2.6 Independent Component Analysis

The group independent component analysis of fMRI toolbox (GIFT) version 1.3c (http://icatb.sourceforge.net) was used to analyze the preprocessed data (Calhoun et al., 2001b). Independent component analysis (ICA) is a data-driven multivariate analysis method that identifies distinct groups of brain regions with the same temporal pattern of hemodynamic signal change. FMRI time series data for all participants were first compressed through principal component analysis (PCA). Three PCA data reduction stages reduce the impact of noise and make the estimation computationally tractable (Calhoun et al., 2001a; Schmithorst and Holland, 2004; Calhoun et al., 2009). The final dimensionality of the data were estimated to be twenty maximally-independent components using the modified minimum description length (MDL) criteria tool built into GIFT (Li et al., 2007). Group spatial ICA was performed on the participants’ aggregate data, resulting in the final estimation of our independent components. The algorithm used in this process was the infomax algorithm, which minimizes the mutual information of network outputs (Bell and Sejnowski, 1995). From the group spatial ICA, we reconstructed spatial maps and their corresponding ICA time courses that represented both the spatial and temporal characteristics of each component, subject, and session. These characteristics are able to depict component and subject group variability existent in the data. In all, this resulted in 9,200 independent component spatial maps (230 subjects × 2 scans × 20 independent components), each with an associated ICA time course of the data. These maps and time courses were then subjected to a second-level analysis to determine whether the resultant components were task-related or simply noise and/or artifacts.

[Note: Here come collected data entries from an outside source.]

//! TLS configuration and certificate loading.

use std::path::{Path, PathBuf};

use thiserror::Error;
use tonic::transport::{Certificate, Identity, ServerTlsConfig};

use crate::config::TlsConfig;

/// Errors loading TLS material.
#[derive(Debug, Error)]
pub enum TlsError {
    #[error("TLS enabled but {0} file not provided")]
    Missing(&'static str),

    #[error("failed to read TLS file {}: {source}", path.display())]
    Read {
        path: PathBuf,
        #[source]
        source: std::io::Error,
    },

    #[error("malformed PEM in {}: {source}", path.display())]
    Pem {
        path: PathBuf,
        #[source]
        source: std::io::Error,
    },

    #[error("no certificates found in {}", path.display())]
    NoCertificates { path: PathBuf },

    #[error("no private key found in {}", path.display())]
    NoPrivateKey { path: PathBuf },
}

/// Build the server TLS configuration, or `None` when TLS is disabled.
///
/// The PEM files are parsed up front so that an unusable file fails
/// bootstrap instead of the first handshake.
pub async fn load_tls_config(config: &TlsConfig) -> Result<Option<ServerTlsConfig>, TlsError> {
    if !config.enabled {
        return Ok(None);
    }

    let cert_path = config.cert_path.as_deref().ok_or(TlsError::Missing("certificate"))?;
    let key_path = config.key_path.as_deref().ok_or(TlsError::Missing("private key"))?;

    let cert = read_pem(cert_path).await?;
    ensure_certificates(cert_path, &cert)?;
    let key = read_pem(key_path).await?;
    ensure_private_key(key_path, &key)?;

    let mut tls = ServerTlsConfig::new().identity(Identity::from_pem(cert, key));

    if let Some(root_path) = config.root_path.as_deref() {
        let root = read_pem(root_path).await?;
        ensure_certificates(root_path, &root)?;
        tls = tls.client_ca_root(Certificate::from_pem(root));
        tracing::info!(root = %root_path.display(), "Client certificate verification enabled");
    }

    tracing::info!(cert = %cert_path.display(), key = %key_path.display(), "TLS material loaded");
    Ok(Some(tls))
}

async fn read_pem(path: &Path) -> Result<Vec<u8>, TlsError> {
    tokio::fs::read(path).await.map_err(|source| TlsError::Read {
        path: path.to_path_buf(),
        source,
    })
}

fn ensure_certificates(path: &Path, pem: &[u8]) -> Result<(), TlsError> {
    let mut reader = pem;
    let mut found = 0usize;
    for cert in rustls_pemfile::certs(&mut reader) {
        cert.map_err(|source| TlsError::Pem {
            path: path.to_path_buf(),
            source,
        })?;
        found += 1;
    }

    if found == 0 {
        return Err(TlsError::NoCertificates {
            path: path.to_path_buf(),
        });
    }
    Ok(())
}

fn ensure_private_key(path: &Path, pem: &[u8]) -> Result<(), TlsError> {
    let mut reader = pem;
    match rustls_pemfile::private_key(&mut reader) {
        Ok(Some(_)) => Ok(()),
        Ok(None) => Err(TlsError::NoPrivateKey {
            path: path.to_path_buf(),
        }),
        Err(source) => Err(TlsError::Pem {
            path: path.to_path_buf(),
            source,
        }),
    }
}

2.7 Statistical Analysis of ICA Time Courses

We performed a temporal sorting of the ICA time courses using an SPM5 design matrix containing one regressor corresponding to the block design with the auditory sensorimotor stimuli. Temporal sorting regresses the model time course (design matrix) with the ICA time course. Using a multiple linear regression sorting criteria, the concatenated ICA time courses were fit to the model time course. Upon completion of this step, components were then sorted according to the R-square statistic. This resulted in a set of beta weights for each regressor associated with a particular subject and independent component. The value of the resulting beta weight directly indicated the degree to which the component was modulated by the task. The beta weights for each subject were used for group comparisons.

2.8 Component Selection

We were primarily interested in identifying the components from the cortical and subcortical motor networks, attentional networks, and the default mode networks. After discarding the components that were related to artifact, we used the methods from Stevens et al. to select the components of interest (Stevens et al., 2007). We compared each component spatial map with a priori maps of white matter and cerebral spinal fluid. Components that had a higher correlation with these maps were not considered to be meaningful activations and were discarded.

2.9 Statistical Analyses

Group differences in demographics were assessed with either a t-test or Chi-square. We performed a two-sample t-test for the selected component beta weights. We then compared the correlations of chlorpromazine equivalents and dose-years of antipsychotics with the beta weights for each selected component in the patients with schizophrenia. The chlorpromazine equivalents and dose-years of antipsychotics required the use of nonparametric statistics because of their non-gaussian, skewed distribution. We also compared beta weights with patients on typical and atypical antipsychotics with a two-sample t-test. To assess the impact of symptom severity, we performed pairwise correlations on the betas of selected components with reality distortion (summation of global ratings from the delusions and hallucinations subscales from the SAPS), negative (summation of global ratings from the affect, alogia, avolition, anhedonia subscales from the SANS), and disorganized symptoms (summation of global ratings from the bizarre behavior and positive formal thought disorder subscales from the SAPS). We also performed pairwise correlations on the betas with movement ratings from the Abnormal Involuntary Movement Scale, the Barnes Akathisia Scale, and the Simpson Angus Scale. Finally, we performed an ANOVA for the top two components from the ICA temporal sort to assess for site differences.

3. Results

3.1 Clinical Data and Behavioral Results

We initially identified 108 patients and 122 comparison subjects with complete imaging, demographic, and medication information. Behavioral response as measured by the number of button presses for each run was recorded for each subject. The average behavioral response for patients and comparison subjects was 0.92 (ratio of total button presses/total number of tones). The response rate was normally distributed reflecting errors of omission and commission. To ensure that subjects had similar behavioral response and similar performance for each run, we only included subjects who completed the behavioral response (i.e., button press total) within one standard deviation (+/− 0.17) of the average. This reduced our sample to 79 patients and 114 comparison subjects. Each site lost participants with this behavioral criterion.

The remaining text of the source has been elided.